Queens carry on eating the royal jelly stored in the cells once its capped, so there must be more than enough for proper development and this must be stored before the cell is capped. There is still time to increase this stored royal jelly. To produce royal jelly the nurse bees need a lot of pollen and since they don't move pollen it needs to be placed next to the queen cells. It's late but not too late. With just three cells who can say if it will definitely make a difference but you want the best queens you can rear so to me its worth doing and as soon as possible.


----------



## Nordak (Jun 17, 2016)

Thanks Stephen. It was one of those "duh" revelations I had today after thinking about it. Complete oversight. Going to go grab some pollen.


----------



## JSL (Sep 22, 2007)

If it is any consolation, I do not move pollen frames in my finishers. I use three story queen right finishers. The boxes are 5 frame boxes, so three story nucs. I do put young open brood on either side of the cells in the top box and can rotate cells through them every 4-5 days depending on how long they are left in the starter.

Once the cells are sealed, the larva/pre-pupa only feeds a little longer until it spins its cocoon.


----------



## Nordak (Jun 17, 2016)

JSL said:


> If it is any consolation, I do not move pollen frames in my finishers. I use three story queen right finishers. The boxes are 5 frame boxes, so three story nucs. I do put young open brood on either side of the cells in the top box and can rotate cells through them every 4-5 days depending on how long they are left in the starter.
> 
> Once the cells are sealed, the larva/pre-pupa only feeds a little longer until it spins its cocoon.

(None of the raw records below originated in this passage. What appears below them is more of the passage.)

//! Cross-file peak joining.
//!
//! Alignment is progressive: the reference file seeds one row per peak, then
//! every other file is merged into the growing table in input order. Each row
//! carries a consensus peak that is recomputed after every merge, so retention
//! drift across files is followed rather than compared to the first file only.
use std::collections::HashSet;

use identity_hash::BuildIdentityHasher;
use itertools::Itertools;
use tracing::{debug, info, trace};

use crate::comparer::PeakComparer;
use crate::error::AlignmentError;
use crate::interval::{sorted_range_of, SimpleInterval};
use crate::peak::{AlignmentChromPeakFeature, AnalysisFile, ChromatogramPeakFeature};
use crate::spot::AlignmentSpotProperty;

type ClaimedSet = HashSet<usize, BuildIdentityHasher<usize>>;

/// One prospective spot: the index of the peak it took from each file, if any
#[derive(Debug, Clone)]
pub struct JoinedRow {
    pub slots: Vec<Option<usize>>,
    center: ChromatogramPeakFeature,
}

impl JoinedRow {
    pub fn center(&self) -> &ChromatogramPeakFeature {
        &self.center
    }

    pub fn detected_count(&self) -> usize {
        self.slots.iter().filter(|s| s.is_some()).count()
    }

    pub fn fill_percentage(&self) -> f64 {
        if self.slots.is_empty() {
            0.0
        } else {
            self.detected_count() as f64 / self.slots.len() as f64
        }
    }
}

/// The output of [`PeakJoiner::join`]: the per-file peak lists and the rows
/// that index into them.
#[derive(Debug, Clone)]
pub struct JoinedTable {
    pub files: Vec<AnalysisFile>,
    pub peaks: Vec<Vec<ChromatogramPeakFeature>>,
    pub rows: Vec<JoinedRow>,
    pub reference_file_id: usize,
}

impl JoinedTable {
    pub fn len(&self) -> usize {
        self.rows.len()
    }

    pub fn is_empty(&self) -> bool {
        self.rows.is_empty()
    }

    /// Convert each row into a spot with one slot per file, in file order.
    ///
    /// Fails if any peak is referenced by more than one row.
    pub fn into_spots(self) -> Result<Vec<AlignmentSpotProperty>, AlignmentError> {
        let Self {
            files, peaks, rows, ..
        } = self;
        let mut pool: Vec<Vec<Option<ChromatogramPeakFeature>>> = peaks
            .into_iter()
            .map(|ps| ps.into_iter().map(Some).collect())
            .collect();
        let mut spots = Vec::with_capacity(rows.len());
        for row in rows {
            if row.slots.len() != files.len() {
                return Err(AlignmentError::InvariantViolation(format!(
                    "row has {} slots for {} files",
                    row.slots.len(),
                    files.len()
                )));
            }
            let mut aligned = Vec::with_capacity(files.len());
            for (file, slot) in files.iter().zip(row.slots) {
                match slot {
                    Some(i) => {
                        let feature = pool
                            .get_mut(file.id)
                            .and_then(|ps| ps.get_mut(i))
                            .and_then(Option::take)
                            .ok_or_else(|| {
                                AlignmentError::InvariantViolation(format!(
                                    "peak {i} of file {} is claimed twice or does not exist",
                                    file.id
                                ))
                            })?;
                        aligned.push(AlignmentChromPeakFeature::from_feature(file, feature));
                    }
                    None => aligned.push(AlignmentChromPeakFeature::gap(file)),
                }
            }
            let mut spot = AlignmentSpotProperty::new(aligned);
            spot.assign_representative();
            spots.push(spot);
        }
        Ok(spots)
    }
}

/// Progressive star alignment of per-file peak lists
#[derive(Debug, Clone)]
pub struct PeakJoiner {
    comparer: PeakComparer,
    reference_file_id: Option<usize>,
    window_multiplier: f64,
}

impl PeakJoiner {
    pub fn new(comparer: PeakComparer, reference_file_id: Option<usize>, window_multiplier: f64) -> Self {
        Self {
            comparer,
            reference_file_id,
            window_multiplier,
        }
    }

    /// The configured reference file, or else the file with the most peaks,
    /// with ties going to the lowest index.
    pub fn select_reference_file(
        &self,
        peaks: &[Vec<ChromatogramPeakFeature>],
    ) -> Result<usize, AlignmentError> {
        match self.reference_file_id {
            Some(i) if i < peaks.len() => Ok(i),
            Some(i) => Err(AlignmentError::invalid_config(format!(
                "reference file {i} does not exist, there are {} files",
                peaks.len()
            ))),
            None => Ok(peaks
                .iter()
                .enumerate()
                .fold((0, 0), |(best, best_len), (i, ps)| {
                    if ps.len() > best_len {
                        (i, ps.len())
                    } else {
                        (best, best_len)
                    }
                })
                .0),
        }
    }

    fn check_sorted(&self, file: &AnalysisFile, peaks: &[ChromatogramPeakFeature]) -> Result<(), AlignmentError> {
        if peaks
            .iter()
            .map(|p| self.comparer.key(p))
            .tuple_windows()
            .any(|(a, b)| a > b)
        {
            return Err(AlignmentError::InvariantViolation(format!(
                "peaks of file {} ({}) are not sorted by {}",
                file.id,
                file.name,
                self.comparer.primary_axis()
            )));
        }
        Ok(())
    }

    fn recenter(&self, row: &mut JoinedRow, peaks: &[Vec<ChromatogramPeakFeature>]) {
        let members: Vec<&ChromatogramPeakFeature> = row
            .slots
            .iter()
            .enumerate()
            .filter_map(|(f, slot)| slot.map(|i| &peaks[f][i]))
            .collect();
        if let Some(center) = self.comparer.consensus(&members) {
            row.center = center;
        }
    }

    /// Find the best unclaimed peak of `peaks` for `row`.
    ///
    /// Candidates come from a binary-search bounded window on the primary axis
    /// and must pass [`PeakComparer::equals`]. The best is the most similar,
    /// then the highest, then the earliest in the list.
    fn best_candidate(
        &self,
        row: &JoinedRow,
        peaks: &[ChromatogramPeakFeature],
        claimed: &ClaimedSet,
    ) -> Option<usize> {
        let axis = self.comparer.primary_axis();
        let center = row.center.apex(axis)?;
        let half_width = (row.center.width(axis) * self.window_multiplier)
            .max(self.comparer.retention_tolerance());
        let window = SimpleInterval::around(center, half_width);
        let range = sorted_range_of(peaks, &window, |p| self.comparer.key(p));

        let mut best: Option<(usize, f64, f64)> = None;
        for i in range {
            if claimed.contains(&i) {
                continue;
            }
            let candidate = &peaks[i];
            let m = self.comparer.match_peaks(&row.center, candidate);
            if !m.is_match() {
                continue;
            }
            let better = match best {
                None => true,
                Some((_, score, height)) => {
                    m.total_score > score || (m.total_score == score && candidate.height_top > height)
                }
            };
            if better {
                best = Some((i, m.total_score, candidate.height_top));
            }
        }
        best.map(|(i, _, _)| i)
    }

    /// Join the per-file peak lists, each sorted by the comparer's order.
    ///
    /// `progress` is called with `(files merged, total files)` after each file.
    pub fn join(
        &self,
        files: &[AnalysisFile],
        peaks: Vec<Vec<ChromatogramPeakFeature>>,
        progress: Option<&(dyn Fn(usize, usize) + Sync)>,
    ) -> Result<JoinedTable, AlignmentError> {
        if files.len() != peaks.len() {
            return Err(AlignmentError::InvariantViolation(format!(
                "{} files but {} peak lists",
                files.len(),
                peaks.len()
            )));
        }
        if let Some((i, f)) = files.iter().enumerate().find(|(i, f)| f.id != *i) {
            return Err(AlignmentError::InvariantViolation(format!(
                "file at position {i} has ID {}",
                f.id
            )));
        }
        for (file, ps) in files.iter().zip(peaks.iter()) {
            self.check_sorted(file, ps)?;
        }
        let n_files = files.len();
        if n_files == 0 {
            return Ok(JoinedTable {
                files: Vec::new(),
                peaks,
                rows: Vec::new(),
                reference_file_id: 0,
            });
        }

        let reference = self.select_reference_file(&peaks)?;
        info!(
            "Joining {} files using {} ({}) as the reference",
            n_files, files[reference].name, reference
        );

        let mut rows: Vec<JoinedRow> = peaks[reference]
            .iter()
            .enumerate()
            .map(|(i, p)| {
                let mut slots = vec![None; n_files];
                slots[reference] = Some(i);
                JoinedRow {
                    slots,
                    center: p.clone(),
                }
            })
            .collect();

        let order = std::iter::once(reference).chain((0..n_files).filter(|f| *f != reference));
        for (step, f) in order.enumerate() {
            if f != reference {
                let file_peaks = &peaks[f];
                let mut claimed = ClaimedSet::default();
                let existing = rows.len();
                for row in rows.iter_mut().take(existing) {
                    if let Some(i) = self.best_candidate(row, file_peaks, &claimed) {
                        trace!("Row claims peak {i} of file {f}");
                        claimed.insert(i);
                        row.slots[f] = Some(i);
                    }
                }
                let mut added = 0usize;
                for (i, p) in file_peaks.iter().enumerate() {
                    if !claimed.contains(&i) {
                        let mut slots = vec![None; n_files];
                        slots[f] = Some(i);
                        rows.push(JoinedRow {
                            slots,
                            center: p.clone(),
                        });
                        added += 1;
                    }
                }
                for row in rows.iter_mut().take(existing) {
                    if row.slots[f].is_some() {
                        self.recenter(row, &peaks);
                    }
                }
                debug!(
                    "Merged file {} ({}): {} matched, {} new rows, {} rows total",
                    files[f].name,
                    f,
                    claimed.len(),
                    added,
                    rows.len()
                );
            }
            if let Some(cb) = progress {
                cb(step + 1, n_files);
            }
        }

        Ok(JoinedTable {
            files: files.to_vec(),
            peaks,
            rows,
            reference_file_id: reference,
        })
    }
}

Thanks for that. I did move pollen to the cells, which appeared in great shape, each with a generous pool of jelly available by my estimation. This is not surprising however considering they are the only 3 cells on a full size TBH with lots of young bees. Exciting stuff. In the past, I have always used emergency or swarm cells, so I suppose for a first attempt to see any success was a good attempt. I think these cells will make some fine queens.


----------



## lharder (Mar 21, 2015)

I don't think you have to worry about 3 cells getting fed, especially if there is any kind of flow as long as they are strategically placed. I've had strong mating nucs knock off the queen cell given them and make 8 or 9 nice cells on their own. I don't think they were strapped for resources or there would have been a lessor effort. The serious queen producers are producing large numbers in one go. They need to take the trouble of a starter and a strong finisher and making sure it is well provisioned. 

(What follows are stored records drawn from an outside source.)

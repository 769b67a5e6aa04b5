//! Retention time and retention index interconversion.
//!
//! Every file carries its own fitted calibration, so the same retention index
//! maps to a different retention time in each file.
use std::collections::BTreeMap;

use crate::error::AlignmentError;

/// Which family of retention standards a calibration was fitted with
#[derive(Debug, Clone, Copy, PartialEq, Eq, Hash, Default)]
#[cfg_attr(feature = "serde", derive(serde::Serialize, serde::Deserialize))]
pub enum RiCompoundType {
    /// n-alkane ladder, Kovats retention index
    #[default]
    Alkanes,
    /// Fatty acid methyl ester markers on the Fiehn retention index scale
    Fames,
}

/// The retention indices assigned to the Fiehn FAME markers, keyed by carbon number
pub const FIEHN_FAME_INDICES: [(u32, f64); 13] = [
    (8, 262320.0),
    (9, 323120.0),
    (10, 381020.0),
    (12, 487220.0),
    (14, 582620.0),
    (16, 668720.0),
    (18, 747420.0),
    (20, 819620.0),
    (22, 886620.0),
    (24, 948820.0),
    (26, 1006900.0),
    (28, 1061990.0),
    (30, 1113100.0),
];

fn fiehn_index_of(carbon: u32) -> Option<f64> {
    FIEHN_FAME_INDICES
        .iter()
        .find(|(c, _)| *c == carbon)
        .map(|(_, ri)| *ri)
}

/// A piecewise linear map between retention time and retention index
/// anchored at standard compounds.
///
/// The anchors are kept sorted and strictly increasing on both axes. Outside
/// the anchored range the map extrapolates the nearest segment.
#[derive(Debug, Clone, PartialEq)]
#[cfg_attr(feature = "serde", derive(serde::Serialize, serde::Deserialize))]
pub struct RetentionIndexCalibration {
    kind: RiCompoundType,
    /// `(retention time, retention index)` pairs
    anchors: Vec<(f64, f64)>,
}

impl RetentionIndexCalibration {
    /// Fit a Kovats calibration from the retention times of an n-alkane ladder,
    /// keyed by carbon number. Alkane `Cn` has retention index `100 n`.
    pub fn kovats(alkanes: &BTreeMap<u32, f64>) -> Result<Self, AlignmentError> {
        let anchors = alkanes
            .iter()
            .map(|(carbon, rt)| (*rt, *carbon as f64 * 100.0))
            .collect();
        Self::from_anchors(RiCompoundType::Alkanes, anchors)
    }

    /// Fit a Fiehn calibration from the retention times of FAME markers, keyed
    /// by carbon number. Only the carbon numbers in [`FIEHN_FAME_INDICES`] are valid.
    pub fn fiehn(markers: &BTreeMap<u32, f64>) -> Result<Self, AlignmentError> {
        let mut anchors = Vec::with_capacity(markers.len());
        for (carbon, rt) in markers.iter() {
            let ri = fiehn_index_of(*carbon).ok_or_else(|| {
                AlignmentError::InvalidCalibration(format!(
                    "C{carbon} is not a Fiehn FAME marker"
                ))
            })?;
            anchors.push((*rt, ri));
        }
        Self::from_anchors(RiCompoundType::Fames, anchors)
    }

    /// Build a calibration from the compound standard table of `kind`
    pub fn from_standards(
        kind: RiCompoundType,
        standards: &BTreeMap<u32, f64>,
    ) -> Result<Self, AlignmentError> {
        match kind {
            RiCompoundType::Alkanes => Self::kovats(standards),
            RiCompoundType::Fames => Self::fiehn(standards),
        }
    }

    fn from_anchors(
        kind: RiCompoundType,
        mut anchors: Vec<(f64, f64)>,
    ) -> Result<Self, AlignmentError> {
        if anchors.len() < 2 {
            return Err(AlignmentError::InvalidCalibration(format!(
                "{kind:?} calibration needs at least two standards, found {}",
                anchors.len()
            )));
        }
        if anchors.iter().any(|(rt, ri)| !rt.is_finite() || !ri.is_finite()) {
            return Err(AlignmentError::InvalidCalibration(
                "calibration contains a non-finite value".to_string(),
            ));
        }
        anchors.sort_by(|a, b| a.1.total_cmp(&b.1));
        for pair in anchors.windows(2) {
            if pair[1].0 <= pair[0].0 {
                return Err(AlignmentError::InvalidCalibration(format!(
                    "retention times must increase with retention index, {} is not after {}",
                    pair[1].0, pair[0].0
                )));
            }
        }
        Ok(Self { kind, anchors })
    }

    pub fn kind(&self) -> RiCompoundType {
        self.kind
    }

    pub fn anchors(&self) -> &[(f64, f64)] {
        &self.anchors
    }

    /// The index of the left anchor of the segment used to convert `value`,
    /// where `key` selects which axis `value` is on.
    fn segment_of<F: Fn(&(f64, f64)) -> f64>(&self, value: f64, key: F) -> usize {
        let i = self.anchors.partition_point(|a| key(a) <= value);
        i.saturating_sub(1).min(self.anchors.len() - 2)
    }

    /// Convert a retention time to a retention index.
    ///
    /// For Kovats calibrations this is the linear Kovats formula between the
    /// bracketing alkanes. For Fiehn calibrations the bracketing FAME markers
    /// are interpolated the same way.
    pub fn rt_to_ri(&self, rt: f64) -> f64 {
        let i = self.segment_of(rt, |a| a.0);
        let (rt0, ri0) = self.anchors[i];
        let (rt1, ri1) = self.anchors[i + 1];
        ri0 + (ri1 - ri0) * (rt - rt0) / (rt1 - rt0)
    }

    /// Convert a retention index back to a retention time
    pub fn ri_to_rt(&self, ri: f64) -> f64 {
        let i = self.segment_of(ri, |a| a.1);
        let (rt0, ri0) = self.anchors[i];
        let (rt1, ri1) = self.anchors[i + 1];
        rt0 + (rt1 - rt0) * (ri - ri0) / (ri1 - ri0)
    }

    /// Convert a retention index width centered at `ri` into a retention time width
    pub fn ri_width_to_rt(&self, ri: f64, width: f64) -> f64 {
        let half = width / 2.0;
        (self.ri_to_rt(ri + half) - self.ri_to_rt(ri - half)).abs()
    }
}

I've recently done a 5 frame nuc starter/finisher with lots of bees using a cut cells. They started about 30 cells that I reduced to about 15. Some of the bees used were on open brood so were primed for action. They turned out quite nice with good returns. They also had a decent cohort of foragers as it started out as a failed mating nuc.


----------



## Nordak (Jun 17, 2016)

lharder said:


> I don't think you have to worry about 3 cells getting fed, especially if there is any kind of flow as long as they are strategically placed. I've had strong mating nucs knock off the queen cell given them and make 8 or 9 nice cells on their own. I don't think they were strapped for resources or there would have been a lessor effort. The serious queen producers are producing large numbers in one go. They need to take the trouble of a starter and a strong finisher and making sure it is well provisioned.
> 
> I've recently done a 5 frame nuc starter/finisher with lots of bees using a cut cells. They started about 30 cells that I reduced to about 15. Some of the bees used were on open brood so were primed for action. They turned out quite nice with good returns. They also had a decent cohort of foragers as it started out as a failed mating nuc.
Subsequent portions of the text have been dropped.